=== Requirement ===
Copy the data exactly from the line that contains "lookup during setup" through the line that contains "mod context;", keeping both end lines and leaving out everything else.

---*---

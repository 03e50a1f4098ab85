//! Module definition and instantiation.
//!
//! ## Contents
//! - [`ModuleFactory`] wraps a setup closure; instantiates records
//! - [`ModuleContext`] child registration and lookup during setup
//! - [`ModuleSpec`], [`RoutineScope`], [`ViewScope`] what setup returns / initializers receive
//! - [`ModuleRecord`] the composed, scoped module
//! - [`Mount`] where a module's state lives

mod context;
mod factory;
mod mount;
mod record;
mod spec;


pub use context::ModuleContext;
pub use factory::ModuleFactory;
pub use mount::Mount;
pub use record::ModuleRecord;
pub use spec::{ModuleSpec, RoutineScope, View, ViewScope};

---*---

=== Result of the task ===
//! - [`ModuleContext`] child registration and lookup during setup
//! - [`ModuleSpec`], [`RoutineScope`], [`ViewScope`] what setup returns / initializers receive
//! - [`ModuleRecord`] the composed, scoped module
//! - [`Mount`] where a module's state lives

mod context;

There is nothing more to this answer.